Starcie z Walentynowicz
Polska fascynowała go też dość wcześnie, również dzięki filmom. „Popiół i diament", a także „Kanał”. Pamięta - jak mówi - scenę po scenie. Później przyszedł Grass i „Blaszany bębenek”. Wreszcie epoka „Solidarności”, Lech Wałęsa, Anna Walentynowicz. Legendarna suwnicowa zrobiła na nim kolosalne wrażenie; sierota, długi czas analfabetka, kobieta o niezwykłym poczuciu sprawiedliwości społecznej. Gdy po 30 latach pracy w stoczni zostaje karnie zwolniona, strajkuje jej brygada, potem stocznia, wreszcie cały kraj…. Schloendorff mówi, że wprost musiał zrobić film o Walentynowicz. Gdy powiedział to bohaterce, ona zdecydowanie zaprotestowała, położyła na stole plik papierów i rzuciła krótko do zaskoczonego reżysera: „O tym powinien pan nakręcić film!”. Co to za papiery? - zapytał Schloendorff. „Dowody, że Wałęsa był agentem”, odparła Walentynowicz. Poróżnili się w tej sprawie.
"Strajk", z Andrzejem Chyrą, który wcielił się w postać bohatera, wzorowanego na Lechu Wałęsie, powstał w 2006 roku. Był kręcony w stoczni gdańskiej. Okres ten Schloendorff nazywa jednym z najciekawszych w życiu. W Niemczech film miał o wiele większe powodzenie niż w Polsce. Ale wkrótce będzie można go zobaczyć w kinie „Iluzjon” w Warszawie.
4 miasta, 25 filmów
W stolicy retrospektywa trwa do 13 grudnia. Potem przegląd filmów Schloendorffa będzie odbywać się w innych miastach: w Lublinie (14-20 grudnia, Kino Studyjne Chatka Żaka), Krakowie (15-21 stycznia, Kino Pod Baranami) i Gdańsku (18-24 stycznia, Kino Żak).
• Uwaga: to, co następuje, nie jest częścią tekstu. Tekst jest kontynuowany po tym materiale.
//! # QueryInput Component
//!
//! Single-line text box for the number and keyword searches.
//!
//! ## Responsibilities
//!
//! - Capture typed and pasted text (newlines are dropped)
//! - Handle editing (backspace, delete, cursor movement)
//! - Emit the full query after every edit so the search stays live
//!
//! The buffer and cursor are internal state. The title is a prop from the
//! parent, which knows the active mode and scopes.

use ratatui::Frame;
use ratatui::layout::Rect;
use ratatui::style::{Color, Style};
use ratatui::widgets::{Block, BorderType, Paragraph};
use unicode_width::UnicodeWidthStr;

use crate::tui::component::{Component, EventHandler};
use crate::tui::event::TuiEvent;

/// Left border.
const BORDER_OFFSET: u16 = 1;

/// High-level events emitted by the QueryInput
#[derive(Debug, Clone, PartialEq, Eq)]
pub enum QueryEvent {
    /// The text changed; carries the new query.
    Changed(String),
}

pub struct QueryInput {
    /// Text buffer (Internal State)
    pub buffer: String,
    /// Block title (Prop)
    pub title: String,
    /// Cursor position as byte offset in buffer (0..=buffer.len())
    cursor: usize,
    /// First visible column when the text is wider than the box
    scroll: u16,
}

impl Default for QueryInput {
    fn default() -> Self {
        Self::new()
    }
}

impl QueryInput {
    pub fn new() -> Self {
        Self {
            buffer: String::new(),
            title: String::new(),
            cursor: 0,
            scroll: 0,
        }
    }

    pub fn clear(&mut self) {
        self.buffer.clear();
        self.cursor = 0;
        self.scroll = 0;
    }

    fn insert(&mut self, text: &str) -> Option<QueryEvent> {
        let clean: String = text.chars().filter(|c| !c.is_control()).collect();
        if clean.is_empty() {
            return None;
        }
        self.buffer.insert_str(self.cursor, &clean);
        self.cursor += clean.len();
        Some(self.changed())
    }

    fn changed(&self) -> QueryEvent {
        QueryEvent::Changed(self.buffer.clone())
    }

    /// Keep the cursor column inside the visible width.
    fn update_scroll(&mut self, visible: u16) {
        let col = self.buffer[..self.cursor].width() as u16;
        if col < self.scroll {
            self.scroll = col;
        } else if visible > 0 && col >= self.scroll + visible {
            self.scroll = col + 1 - visible;
        }
    }
}

impl Component for QueryInput {
    fn render(&mut self, frame: &mut Frame, area: Rect) {
        let visible = area.width.saturating_sub(2 * BORDER_OFFSET);
        self.update_scroll(visible);

        let block = Block::bordered()
            .border_type(BorderType::Rounded)
            .title(self.title.as_str());
        let input = Paragraph::new(self.buffer.as_str())
            .block(block)
            .scroll((0, self.scroll))
            .style(Style::default().fg(Color::Green));
        frame.render_widget(input, area);

        let col = (self.buffer[..self.cursor].width() as u16).saturating_sub(self.scroll);
        frame.set_cursor_position((area.x + BORDER_OFFSET + col, area.y + BORDER_OFFSET));
    }
}

impl EventHandler for QueryInput {
    type Event = QueryEvent;

    fn handle_event(&mut self, event: &TuiEvent) -> Option<Self::Event> {
        match event {
            TuiEvent::InputChar(c) => self.insert(c.encode_utf8(&mut [0; 4])),
            TuiEvent::Paste(text) => self.insert(text),
            TuiEvent::Backspace => {
                let prev = self.buffer[..self.cursor].chars().next_back()?;
                self.cursor -= prev.len_utf8();
                self.buffer.remove(self.cursor);
                Some(self.changed())
            }
            TuiEvent::Delete => {
                self.buffer[self.cursor..].chars().next()?;
                self.buffer.remove(self.cursor);
                Some(self.changed())
            }
            TuiEvent::CursorLeft => {
                if let Some(prev) = self.buffer[..self.cursor].chars().next_back() {
                    self.cursor -= prev.len_utf8();
                }
                None
            }
            TuiEvent::CursorRight => {
                if let Some(next) = self.buffer[self.cursor..].chars().next() {
                    self.cursor += next.len_utf8();
                }
                None
            }
            TuiEvent::CursorHome => {
                self.cursor = 0;
                None
            }
            TuiEvent::CursorEnd => {
                self.cursor = self.buffer.len();
                None
            }
            _ => None,
        }
    }
}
Pokazy zostały przegotowane we współpracy z Instytutem Goethego.
Publiczność ma szansę obejrzeć 15 wybranych dzieł z 40-letniego dorobku reżyserskiego Schloendorffa. Będą to m.in.: "Niepokoje wychowanka Toerlessa" (1966), "Nagłe bogactwo biednych ludzi z Kombach" (1971), "Niemcy jesienią" (1978), "Utracona cześć Katarzyny Blum" (1975), "Strzał z litości" (1976), "Blaszany bębenek" (1979), "Miłość Swanna" (1983), "Homo Faber" (1990), "Śmierć komiwojażera" (1985), "Król olch" (1996), "Ulzhan" (2007), no i,oczywiście, „Strajk”.
Na otwarcie warszawskiego pokazu pokazano "Legendę Rity" z 2000 roku. Film został ukoronowany za główne role. Aktorki, Bibiana Beglau i Nadja Uhl zostały nagrodzone Srebrnym Niedźwiedziem na Berlinale. Jury przewodniczył wówczas Andrzej Wajda. Film opowiada, opartą na autentycznym podłożu, historię niemiecko-niemiecką. Po kilku zamachach w RFN, grupka terrorystów ucieka do NRD i tam, pod skrzydłami Stasi, otrzymuje nową tożsamośc i rozpoczyna życie wśród wschodnioniemieckiej klasy robotniczej. Pada mur i wszystko dookoła się zmienia. I tak mocno dramtyczna historia nabiera niesłychanego tempa. Ten film, jak wiele innych dzieł Schloendorffa, jest jakby połączeniem fabuły i dokumentu, wzniosłości i groteski, refleksyjności i ekspresjonizmem. To jestwłaśnie wpływ szkoły mistrza Louisa Malle'a.